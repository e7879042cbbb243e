// Copyright (c) 2025 Steve Wagner (ciroque@live.com)
// SPDX-License-Identifier: MIT

//! Compiled layouts: the entry point for turning events into text.

mod layout_map;
mod pattern_layout;

pub use layout_map::LayoutMap;
pub use pattern_layout::PatternLayout;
━━━━━━━━━━━━━━━━━━━━
Work instruction ▸ Every record should be given again exactly.

Your solution ▸
repository e7879042cbbb243e
// Copyright (c) 2025 Steve Wagner (ciroque@live.com)
// SPDX-License-Identifier: MIT

//! Compiled layouts: the entry point for turning events into text.

mod layout_map;
mod pattern_layout;

pub use layout_map::LayoutMap;
pub use pattern_layout::PatternLayout;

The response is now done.